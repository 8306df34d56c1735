//! The fixed research role catalog.
//!
//! A role is one specialised research perspective with its own prompt template. The
//! catalog always holds the same ten roles in the same order; a run's intensity selects
//! a prefix of it.
//!
//! # Example
//!
//! ```
//! use essayforge::roles::{select_roles, CATALOG_SIZE};
//!
//! let roles = select_roles(3);
//! assert_eq!(roles.len(), 3);
//! assert_eq!(roles[0].id, "fact-gatherer");
//! assert_eq!(select_roles(42).len(), CATALOG_SIZE);
//! ```

/// Number of roles in the catalog.
pub const CATALOG_SIZE: usize = 10;

/// Roles returned when the requested intensity is zero or negative.
pub const MIN_ROLES: usize = 2;

/// Placeholder replaced by the topic when a prompt is rendered.
const TOPIC_PLACEHOLDER: &str = "{topic}";

/// A single research perspective.
#[derive(Debug, Clone, Copy, PartialEq, Eq)]
pub struct RoleDefinition {
    /// Stable kebab-case identifier, e.g. `"fact-gatherer"`.
    pub id: &'static str,
    /// One-line summary of what the role contributes.
    pub description: &'static str,
    /// Prompt with a `{topic}` placeholder.
    pub prompt_template: &'static str,
}

impl RoleDefinition {
    /// Substitute `topic` into the template.
    pub fn render_prompt(&self, topic: &str) -> String {
        self.prompt_template.replace(TOPIC_PLACEHOLDER, topic)
    }
}

static CATALOG: [RoleDefinition; CATALOG_SIZE] = [
    RoleDefinition {
        id: "fact-gatherer",
        description: "Gathers core facts and verifiable information",
        prompt_template: "You are a fact-gathering research agent. Your task is to research \"{topic}\" and provide:
1. Key facts and statistics
2. Verified information from reliable sources
3. Important definitions and concepts
4. Quantitative data points

Focus on accuracy and cite all sources. Output in markdown with proper citations.",
    },
    RoleDefinition {
        id: "current-state",
        description: "Analyzes current state and recent developments",
        prompt_template: "You are a current affairs research agent. Research the current state of \"{topic}\" including:
1. Latest developments and news
2. Current trends and patterns
3. Recent changes or updates
4. Present-day relevance and impact

Provide timely, up-to-date information with sources. Output in markdown.",
    },
    RoleDefinition {
        id: "expert-opinions",
        description: "Collects expert opinions and authoritative perspectives",
        prompt_template: "You are an expert opinion researcher. For the topic \"{topic}\", gather:
1. Opinions from recognized experts in the field
2. Academic perspectives
3. Industry leader insights
4. Consensus views and debates

Quote experts directly when possible and cite sources. Output in markdown.",
    },
    RoleDefinition {
        id: "historical-context",
        description: "Provides historical background and evolution",
        prompt_template: "You are a historical research agent. Provide historical context for \"{topic}\" including:
1. Origins and historical development
2. Key milestones and turning points
3. Evolution over time
4. Historical precedents and patterns

Focus on how the past informs the present. Output in markdown with citations.",
    },
    RoleDefinition {
        id: "counter-arguments",
        description: "Explores opposing views and criticisms",
        prompt_template: "You are a critical analysis agent. For \"{topic}\", research:
1. Common criticisms and counter-arguments
2. Alternative perspectives
3. Potential weaknesses or limitations
4. Opposing viewpoints and their merits

Be balanced and fair in presenting different sides. Output in markdown.",
    },
    RoleDefinition {
        id: "future-projections",
        description: "Analyzes future trends and projections",
        prompt_template: "You are a future trends analyst. For \"{topic}\", research and analyze:
1. Future projections and forecasts
2. Emerging trends and possibilities
3. Potential scenarios and outcomes
4. Expert predictions

Base projections on current data and expert analysis. Output in markdown.",
    },
    RoleDefinition {
        id: "case-studies",
        description: "Provides relevant case studies and examples",
        prompt_template: "You are a case study researcher. For \"{topic}\", provide:
1. Relevant case studies and real-world examples
2. Success stories and failures
3. Practical implementations
4. Lessons learned from specific cases

Focus on concrete examples with details. Output in markdown with sources.",
    },
    RoleDefinition {
        id: "data-analysis",
        description: "Performs data-driven analysis",
        prompt_template: "You are a data analysis agent. For \"{topic}\", provide:
1. Statistical analysis and data visualization descriptions
2. Quantitative trends and patterns
3. Data-driven insights
4. Comparative analysis with benchmarks

Focus on numbers and measurable outcomes. Output in markdown.",
    },
    RoleDefinition {
        id: "theoretical-framework",
        description: "Explores theoretical foundations and frameworks",
        prompt_template: "You are a theoretical research agent. For \"{topic}\", explore:
1. Theoretical frameworks and models
2. Academic theories and concepts
3. Philosophical underpinnings
4. Conceptual relationships

Connect theory to practical understanding. Output in markdown.",
    },
    RoleDefinition {
        id: "practical-applications",
        description: "Focuses on practical applications and implementations",
        prompt_template: "You are a practical applications researcher. For \"{topic}\", detail:
1. Real-world applications and uses
2. Implementation strategies
3. Best practices and guidelines
4. Practical considerations and challenges

Focus on actionable insights. Output in markdown.",
    },
];

/// The full catalog in its canonical order.
pub fn all() -> &'static [RoleDefinition] {
    &CATALOG
}

/// Look a role up by id.
pub fn get(id: &str) -> Option<&'static RoleDefinition> {
    CATALOG.iter().find(|role| role.id == id)
}

/// Catalog position of a role, if it exists.
pub fn position(id: &str) -> Option<usize> {
    CATALOG.iter().position(|role| role.id == id)
}

/// Select the first `intensity` roles.
///
/// - `intensity <= 0` selects the first [`MIN_ROLES`] roles.
/// - `intensity > 10` selects the whole catalog.
///
/// Selection is a deterministic prefix; nothing is shuffled.
pub fn select_roles(intensity: i64) -> &'static [RoleDefinition] {
    if intensity <= 0 {
        return &CATALOG[..MIN_ROLES];
    }
    let count = intensity.min(CATALOG_SIZE as i64) as usize;
    &CATALOG[..count]
}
□ □ □ □ □ □ □
**Brief**: Here the job is to output the lines from the start of the material through the line with "2. Verified information from reliable sources", inclusive, exactly and with nothing else.

**Response box**:
repository 8306df34d56c1735
//! The fixed research role catalog.
//!
//! A role is one specialised research perspective with its own prompt template. The
//! catalog always holds the same ten roles in the same order; a run's intensity selects
//! a prefix of it.
//!
//! # Example
//!
//! ```
//! use essayforge::roles::{select_roles, CATALOG_SIZE};
//!
//! let roles = select_roles(3);
//! assert_eq!(roles.len(), 3);
//! assert_eq!(roles[0].id, "fact-gatherer");
//! assert_eq!(select_roles(42).len(), CATALOG_SIZE);
//! ```

/// Number of roles in the catalog.
pub const CATALOG_SIZE: usize = 10;

/// Roles returned when the requested intensity is zero or negative.
pub const MIN_ROLES: usize = 2;

/// Placeholder replaced by the topic when a prompt is rendered.
const TOPIC_PLACEHOLDER: &str = "{topic}";

/// A single research perspective.
#[derive(Debug, Clone, Copy, PartialEq, Eq)]
pub struct RoleDefinition {
    /// Stable kebab-case identifier, e.g. `"fact-gatherer"`.
    pub id: &'static str,
    /// One-line summary of what the role contributes.
    pub description: &'static str,
    /// Prompt with a `{topic}` placeholder.
    pub prompt_template: &'static str,
}

impl RoleDefinition {
    /// Substitute `topic` into the template.
    pub fn render_prompt(&self, topic: &str) -> String {
        self.prompt_template.replace(TOPIC_PLACEHOLDER, topic)
    }
}

static CATALOG: [RoleDefinition; CATALOG_SIZE] = [
    RoleDefinition {
        id: "fact-gatherer",
        description: "Gathers core facts and verifiable information",
        prompt_template: "You are a fact-gathering research agent. Your task is to research \"{topic}\" and provide:
1. Key facts and statistics
2. Verified information from reliable sources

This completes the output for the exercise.